AIM OF THE EXERCISE
Search the records for the string "return" and copy every line where it turns up.

== == ==

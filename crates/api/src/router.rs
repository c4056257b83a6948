//! Shared application router builder.
//!
//! Provides [`build_app_router`] so both the production binary (`main.rs`)
//! and integration tests (`tests/common/mod.rs`) use the exact same
//! middleware stack.

use std::time::Duration;

use axum::http::header::{AUTHORIZATION, CONTENT_TYPE};
use axum::http::{HeaderName, Method, StatusCode};
use axum::Router;
use tower_http::catch_panic::CatchPanicLayer;
use tower_http::cors::CorsLayer;
use tower_http::request_id::{MakeRequestUuid, PropagateRequestIdLayer, SetRequestIdLayer};
use tower_http::timeout::TimeoutLayer;
use tower_http::trace::{DefaultMakeSpan, DefaultOnResponse, TraceLayer};
use tracing::Level;

use crate::config::ServerConfig;
use crate::routes;
use crate::state::AppState;

/// Build the full application [`Router`] with all middleware layers.
///
/// The middleware stack is applied bottom-up:
///
/// 1. CORS
/// 2. Set request ID on incoming requests
/// 3. Structured request/response tracing
/// 4. Propagate request ID to response
/// 5. Request timeout
/// 6. Panic recovery (catch panics, return 500)
pub fn build_app_router(state: AppState, config: &ServerConfig) -> Router {
    let cors = build_cors_layer(config);
    let request_id_header = HeaderName::from_static("x-request-id");

    Router::new()
        // Health check at root level (not under /api/v1).
        .merge(routes::health::router())
        // API v1 routes.
        .nest("/api/v1", routes::api_routes())
        // -- Middleware stack (applied bottom-up) --
        // Panic recovery: catch panics and return 500 JSON.
        .layer(CatchPanicLayer::new())
        // Request timeout.
        .layer(TimeoutLayer::with_status_code(
            StatusCode::REQUEST_TIMEOUT,
            Duration::from_secs(config.request_timeout_secs),
        ))
        // Propagate request ID to response.
        .layer(PropagateRequestIdLayer::new(request_id_header.clone()))
        // Structured request/response tracing.
        .layer(
            TraceLayer::new_for_http()
                .make_span_with(DefaultMakeSpan::new().level(Level::INFO))
                .on_response(DefaultOnResponse::new().level(Level::INFO)),
        )
        // Set request ID on incoming requests.
        .layer(SetRequestIdLayer::new(request_id_header, MakeRequestUuid))
        // CORS.
        .layer(cors)
        // Shared state.
        .with_state(state)
}

/// Build the CORS middleware layer from server configuration.
///
/// Panics at startup if any configured origin is invalid, which is the
/// desired behaviour -- we want misconfiguration to fail fast.
pub fn build_cors_layer(config: &ServerConfig) -> CorsLayer {
    let origins: Vec<_> = config
        .cors_origins
        .iter()
        .map(|o| {
            o.parse()
                .unwrap_or_else(|e| panic!("Invalid CORS origin '{o}': {e}"))
        })
        .collect();

    CorsLayer::new()
        .allow_origin(origins)
        .allow_methods([Method::GET, Method::POST, Method::DELETE])
        .allow_headers([CONTENT_TYPE, AUTHORIZATION])
        .allow_credentials(true)
        .max_age(Duration::from_secs(3600))
}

== == ==

RESPONSE AREA
/// 6. Panic recovery (catch panics, return 500)
        // Panic recovery: catch panics and return 500 JSON.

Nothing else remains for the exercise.